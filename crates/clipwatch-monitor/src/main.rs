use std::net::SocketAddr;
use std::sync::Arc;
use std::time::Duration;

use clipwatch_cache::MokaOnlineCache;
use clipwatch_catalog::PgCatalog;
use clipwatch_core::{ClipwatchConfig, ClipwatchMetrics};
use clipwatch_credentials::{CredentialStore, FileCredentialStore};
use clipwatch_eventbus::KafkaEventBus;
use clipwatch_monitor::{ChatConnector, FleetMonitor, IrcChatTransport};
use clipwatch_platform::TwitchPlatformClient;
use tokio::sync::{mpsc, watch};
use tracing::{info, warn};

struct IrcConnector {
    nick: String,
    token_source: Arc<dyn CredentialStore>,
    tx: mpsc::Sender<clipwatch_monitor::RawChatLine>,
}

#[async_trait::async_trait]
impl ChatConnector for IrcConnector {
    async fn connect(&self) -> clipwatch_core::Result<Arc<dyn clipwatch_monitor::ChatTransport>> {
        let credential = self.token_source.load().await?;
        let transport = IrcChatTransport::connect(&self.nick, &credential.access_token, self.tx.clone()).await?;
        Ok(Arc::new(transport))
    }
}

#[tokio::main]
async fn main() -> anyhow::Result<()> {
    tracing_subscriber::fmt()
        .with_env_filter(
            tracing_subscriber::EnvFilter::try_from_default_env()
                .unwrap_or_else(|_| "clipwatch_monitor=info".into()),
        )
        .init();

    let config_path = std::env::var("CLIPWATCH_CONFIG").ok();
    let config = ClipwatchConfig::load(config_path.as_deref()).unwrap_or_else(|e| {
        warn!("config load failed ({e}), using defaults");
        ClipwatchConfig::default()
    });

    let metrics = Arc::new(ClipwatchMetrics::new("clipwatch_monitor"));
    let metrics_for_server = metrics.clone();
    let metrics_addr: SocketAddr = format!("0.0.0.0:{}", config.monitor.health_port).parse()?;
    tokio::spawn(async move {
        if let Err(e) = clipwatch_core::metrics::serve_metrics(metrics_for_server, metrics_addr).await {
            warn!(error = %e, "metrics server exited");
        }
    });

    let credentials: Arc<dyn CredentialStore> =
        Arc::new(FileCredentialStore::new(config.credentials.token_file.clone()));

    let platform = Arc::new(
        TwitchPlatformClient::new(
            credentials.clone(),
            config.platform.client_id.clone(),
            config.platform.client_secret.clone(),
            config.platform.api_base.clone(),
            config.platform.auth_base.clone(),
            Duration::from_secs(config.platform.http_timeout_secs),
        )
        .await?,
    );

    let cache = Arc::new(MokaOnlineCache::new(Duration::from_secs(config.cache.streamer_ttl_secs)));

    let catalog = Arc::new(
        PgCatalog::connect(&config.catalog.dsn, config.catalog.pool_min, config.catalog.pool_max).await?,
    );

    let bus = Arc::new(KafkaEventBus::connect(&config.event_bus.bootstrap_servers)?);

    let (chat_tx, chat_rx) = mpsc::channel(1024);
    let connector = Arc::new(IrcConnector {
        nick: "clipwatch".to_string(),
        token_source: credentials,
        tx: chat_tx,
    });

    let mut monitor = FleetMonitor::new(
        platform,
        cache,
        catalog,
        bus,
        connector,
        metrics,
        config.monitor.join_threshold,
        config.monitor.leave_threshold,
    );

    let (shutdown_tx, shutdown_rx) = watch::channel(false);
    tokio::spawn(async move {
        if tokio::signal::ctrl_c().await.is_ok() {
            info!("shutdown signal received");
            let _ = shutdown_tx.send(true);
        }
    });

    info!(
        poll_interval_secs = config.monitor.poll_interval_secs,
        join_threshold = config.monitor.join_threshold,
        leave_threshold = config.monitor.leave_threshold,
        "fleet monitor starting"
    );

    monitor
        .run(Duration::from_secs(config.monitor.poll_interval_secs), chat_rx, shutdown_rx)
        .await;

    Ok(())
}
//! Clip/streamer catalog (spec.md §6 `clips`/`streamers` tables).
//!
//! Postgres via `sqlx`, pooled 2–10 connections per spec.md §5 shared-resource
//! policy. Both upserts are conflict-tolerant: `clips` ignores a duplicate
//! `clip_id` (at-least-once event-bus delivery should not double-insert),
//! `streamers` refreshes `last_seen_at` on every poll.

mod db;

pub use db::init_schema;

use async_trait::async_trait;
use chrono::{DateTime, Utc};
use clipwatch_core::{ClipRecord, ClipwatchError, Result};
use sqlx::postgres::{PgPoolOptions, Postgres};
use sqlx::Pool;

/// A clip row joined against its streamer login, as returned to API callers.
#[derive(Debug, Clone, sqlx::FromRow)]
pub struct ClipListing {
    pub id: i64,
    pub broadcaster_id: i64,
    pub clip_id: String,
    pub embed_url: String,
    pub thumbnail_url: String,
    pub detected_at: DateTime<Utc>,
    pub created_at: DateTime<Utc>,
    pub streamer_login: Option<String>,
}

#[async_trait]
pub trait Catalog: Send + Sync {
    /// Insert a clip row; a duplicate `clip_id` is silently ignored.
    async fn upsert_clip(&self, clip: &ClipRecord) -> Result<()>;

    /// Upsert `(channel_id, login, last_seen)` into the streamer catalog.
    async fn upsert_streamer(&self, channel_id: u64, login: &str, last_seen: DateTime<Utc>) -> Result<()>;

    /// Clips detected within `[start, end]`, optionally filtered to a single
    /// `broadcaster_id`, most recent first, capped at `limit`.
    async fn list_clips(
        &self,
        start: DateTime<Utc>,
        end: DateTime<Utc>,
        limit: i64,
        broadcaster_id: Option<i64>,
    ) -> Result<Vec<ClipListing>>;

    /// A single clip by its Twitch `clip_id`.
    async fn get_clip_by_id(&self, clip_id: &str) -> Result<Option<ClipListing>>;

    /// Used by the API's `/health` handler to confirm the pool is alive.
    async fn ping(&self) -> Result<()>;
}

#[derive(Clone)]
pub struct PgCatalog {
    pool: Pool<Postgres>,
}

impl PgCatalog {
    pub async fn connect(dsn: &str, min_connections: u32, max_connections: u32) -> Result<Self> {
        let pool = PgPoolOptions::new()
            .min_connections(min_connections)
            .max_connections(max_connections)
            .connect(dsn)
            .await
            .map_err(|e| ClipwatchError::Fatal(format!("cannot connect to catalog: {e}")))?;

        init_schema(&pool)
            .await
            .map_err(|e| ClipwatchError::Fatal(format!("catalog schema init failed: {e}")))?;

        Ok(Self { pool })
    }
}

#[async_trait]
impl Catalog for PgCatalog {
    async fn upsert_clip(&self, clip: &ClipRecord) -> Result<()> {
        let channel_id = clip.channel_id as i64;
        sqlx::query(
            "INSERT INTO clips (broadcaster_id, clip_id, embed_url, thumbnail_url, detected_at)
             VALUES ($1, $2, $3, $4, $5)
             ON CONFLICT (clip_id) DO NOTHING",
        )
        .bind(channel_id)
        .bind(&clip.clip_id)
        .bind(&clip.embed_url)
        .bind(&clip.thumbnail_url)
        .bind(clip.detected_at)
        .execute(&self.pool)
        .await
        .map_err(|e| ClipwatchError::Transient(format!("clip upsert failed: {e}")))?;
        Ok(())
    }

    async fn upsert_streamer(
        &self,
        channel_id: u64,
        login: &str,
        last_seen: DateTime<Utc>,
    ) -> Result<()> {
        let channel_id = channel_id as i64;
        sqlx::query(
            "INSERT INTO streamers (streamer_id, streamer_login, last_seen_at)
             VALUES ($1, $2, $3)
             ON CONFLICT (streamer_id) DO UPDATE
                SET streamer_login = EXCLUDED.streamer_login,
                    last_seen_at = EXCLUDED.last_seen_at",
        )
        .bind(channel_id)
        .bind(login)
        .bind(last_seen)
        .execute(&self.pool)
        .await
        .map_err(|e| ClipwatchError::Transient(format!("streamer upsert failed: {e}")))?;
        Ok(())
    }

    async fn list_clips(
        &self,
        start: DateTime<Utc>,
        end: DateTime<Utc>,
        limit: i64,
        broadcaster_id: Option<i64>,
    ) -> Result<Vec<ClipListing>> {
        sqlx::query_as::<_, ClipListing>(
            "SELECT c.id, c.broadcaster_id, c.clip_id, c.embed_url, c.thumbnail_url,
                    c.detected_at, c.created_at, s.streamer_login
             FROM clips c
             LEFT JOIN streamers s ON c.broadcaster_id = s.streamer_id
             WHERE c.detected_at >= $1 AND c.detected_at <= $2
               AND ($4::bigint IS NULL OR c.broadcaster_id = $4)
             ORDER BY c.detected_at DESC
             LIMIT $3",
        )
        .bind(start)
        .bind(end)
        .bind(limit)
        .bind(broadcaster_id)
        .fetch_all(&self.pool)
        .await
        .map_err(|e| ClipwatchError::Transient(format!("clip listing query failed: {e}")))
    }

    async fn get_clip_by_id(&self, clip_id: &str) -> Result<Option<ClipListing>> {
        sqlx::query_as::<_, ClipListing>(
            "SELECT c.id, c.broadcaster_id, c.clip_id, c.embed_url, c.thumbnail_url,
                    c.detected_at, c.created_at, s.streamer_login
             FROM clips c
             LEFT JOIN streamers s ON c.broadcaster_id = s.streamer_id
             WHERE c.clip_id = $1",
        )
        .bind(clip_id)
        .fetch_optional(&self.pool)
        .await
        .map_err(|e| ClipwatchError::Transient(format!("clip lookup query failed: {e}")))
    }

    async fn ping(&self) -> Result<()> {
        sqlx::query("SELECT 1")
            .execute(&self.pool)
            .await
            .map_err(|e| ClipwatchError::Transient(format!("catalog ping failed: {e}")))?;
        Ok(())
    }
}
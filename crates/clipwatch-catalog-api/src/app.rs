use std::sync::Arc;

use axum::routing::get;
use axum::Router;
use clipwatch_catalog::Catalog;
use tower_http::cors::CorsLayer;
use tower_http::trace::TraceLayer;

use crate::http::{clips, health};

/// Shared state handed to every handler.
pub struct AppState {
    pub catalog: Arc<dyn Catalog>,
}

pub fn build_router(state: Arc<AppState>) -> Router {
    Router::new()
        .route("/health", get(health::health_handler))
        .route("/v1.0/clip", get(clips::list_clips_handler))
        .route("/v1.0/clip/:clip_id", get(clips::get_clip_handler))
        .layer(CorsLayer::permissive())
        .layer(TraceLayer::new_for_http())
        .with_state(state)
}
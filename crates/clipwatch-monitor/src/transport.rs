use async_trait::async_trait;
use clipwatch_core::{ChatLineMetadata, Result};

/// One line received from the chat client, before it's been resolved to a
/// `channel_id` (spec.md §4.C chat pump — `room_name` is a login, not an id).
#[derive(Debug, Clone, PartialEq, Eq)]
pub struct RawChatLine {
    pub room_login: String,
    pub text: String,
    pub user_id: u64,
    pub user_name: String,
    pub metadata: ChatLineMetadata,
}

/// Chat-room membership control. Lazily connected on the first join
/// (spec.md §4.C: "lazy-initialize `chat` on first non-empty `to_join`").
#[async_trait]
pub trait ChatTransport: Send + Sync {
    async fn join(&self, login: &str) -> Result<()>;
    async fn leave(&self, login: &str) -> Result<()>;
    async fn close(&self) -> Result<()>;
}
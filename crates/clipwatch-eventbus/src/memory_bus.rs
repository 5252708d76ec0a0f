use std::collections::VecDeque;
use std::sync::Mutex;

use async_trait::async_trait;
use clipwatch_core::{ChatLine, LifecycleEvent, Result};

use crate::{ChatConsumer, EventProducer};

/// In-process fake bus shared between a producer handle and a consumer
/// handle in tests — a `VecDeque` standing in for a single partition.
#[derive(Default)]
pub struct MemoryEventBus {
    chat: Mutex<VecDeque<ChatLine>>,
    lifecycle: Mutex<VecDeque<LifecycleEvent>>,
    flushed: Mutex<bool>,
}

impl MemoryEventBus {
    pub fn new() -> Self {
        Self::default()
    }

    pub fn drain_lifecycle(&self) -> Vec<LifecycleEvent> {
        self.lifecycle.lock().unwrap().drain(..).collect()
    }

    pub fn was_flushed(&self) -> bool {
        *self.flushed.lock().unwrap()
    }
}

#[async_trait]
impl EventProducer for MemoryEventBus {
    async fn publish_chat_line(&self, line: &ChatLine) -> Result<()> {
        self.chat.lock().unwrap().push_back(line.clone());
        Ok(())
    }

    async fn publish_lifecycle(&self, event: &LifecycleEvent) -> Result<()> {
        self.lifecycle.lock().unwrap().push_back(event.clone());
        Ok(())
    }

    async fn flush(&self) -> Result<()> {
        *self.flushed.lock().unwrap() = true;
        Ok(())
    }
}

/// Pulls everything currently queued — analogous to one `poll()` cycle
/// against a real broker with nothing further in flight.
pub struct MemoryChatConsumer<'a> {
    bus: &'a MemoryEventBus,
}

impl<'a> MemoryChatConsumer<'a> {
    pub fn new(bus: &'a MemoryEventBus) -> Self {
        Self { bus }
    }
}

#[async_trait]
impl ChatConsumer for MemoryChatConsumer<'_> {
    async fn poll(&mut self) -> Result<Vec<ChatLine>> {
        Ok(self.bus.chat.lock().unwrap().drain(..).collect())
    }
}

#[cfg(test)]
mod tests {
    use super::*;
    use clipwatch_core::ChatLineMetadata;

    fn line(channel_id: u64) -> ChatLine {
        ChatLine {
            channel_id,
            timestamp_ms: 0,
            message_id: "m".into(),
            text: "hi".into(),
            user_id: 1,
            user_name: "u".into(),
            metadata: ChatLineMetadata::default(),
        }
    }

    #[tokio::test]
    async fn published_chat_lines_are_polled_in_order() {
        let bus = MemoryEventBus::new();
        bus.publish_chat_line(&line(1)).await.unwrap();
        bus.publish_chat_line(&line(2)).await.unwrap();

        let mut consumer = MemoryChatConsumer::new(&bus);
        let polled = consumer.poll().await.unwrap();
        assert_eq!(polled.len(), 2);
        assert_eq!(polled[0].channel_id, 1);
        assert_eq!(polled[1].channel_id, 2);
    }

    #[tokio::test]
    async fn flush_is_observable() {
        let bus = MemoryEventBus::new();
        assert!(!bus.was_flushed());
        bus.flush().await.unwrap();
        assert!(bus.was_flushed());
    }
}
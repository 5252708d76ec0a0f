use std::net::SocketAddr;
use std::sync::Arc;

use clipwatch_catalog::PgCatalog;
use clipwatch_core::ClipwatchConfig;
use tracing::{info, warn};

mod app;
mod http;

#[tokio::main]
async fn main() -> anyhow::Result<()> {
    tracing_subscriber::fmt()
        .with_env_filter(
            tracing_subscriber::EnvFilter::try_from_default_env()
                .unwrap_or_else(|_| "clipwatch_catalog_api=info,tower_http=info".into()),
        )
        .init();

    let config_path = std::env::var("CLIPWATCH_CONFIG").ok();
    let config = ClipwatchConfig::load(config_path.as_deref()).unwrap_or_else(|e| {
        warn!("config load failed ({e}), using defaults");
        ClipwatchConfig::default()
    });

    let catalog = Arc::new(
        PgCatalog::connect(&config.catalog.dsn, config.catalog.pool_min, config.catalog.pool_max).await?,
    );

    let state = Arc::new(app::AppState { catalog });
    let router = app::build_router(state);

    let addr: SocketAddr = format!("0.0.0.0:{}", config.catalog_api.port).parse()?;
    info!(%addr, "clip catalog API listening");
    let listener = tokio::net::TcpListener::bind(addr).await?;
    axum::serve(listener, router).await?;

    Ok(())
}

(Problem statement): Starting at the line with "self.chat.lock().unwrap().push_back(line.clone());" and ending at the line with "use clipwatch_core::ChatLineMetadata;", print each line of the listing above exactly, with no other lines.

(Result for this exercise):
        self.chat.lock().unwrap().push_back(line.clone());
        Ok(())
    }

    async fn publish_lifecycle(&self, event: &LifecycleEvent) -> Result<()> {
        self.lifecycle.lock().unwrap().push_back(event.clone());
        Ok(())
    }

    async fn flush(&self) -> Result<()> {
        *self.flushed.lock().unwrap() = true;
        Ok(())
    }
}

/// Pulls everything currently queued — analogous to one `poll()` cycle
/// against a real broker with nothing further in flight.
pub struct MemoryChatConsumer<'a> {
    bus: &'a MemoryEventBus,
}

impl<'a> MemoryChatConsumer<'a> {
    pub fn new(bus: &'a MemoryEventBus) -> Self {
        Self { bus }
    }
}

#[async_trait]
impl ChatConsumer for MemoryChatConsumer<'_> {
    async fn poll(&mut self) -> Result<Vec<ChatLine>> {
        Ok(self.bus.chat.lock().unwrap().drain(..).collect())
    }
}

#[cfg(test)]
mod tests {
    use super::*;
    use clipwatch_core::ChatLineMetadata;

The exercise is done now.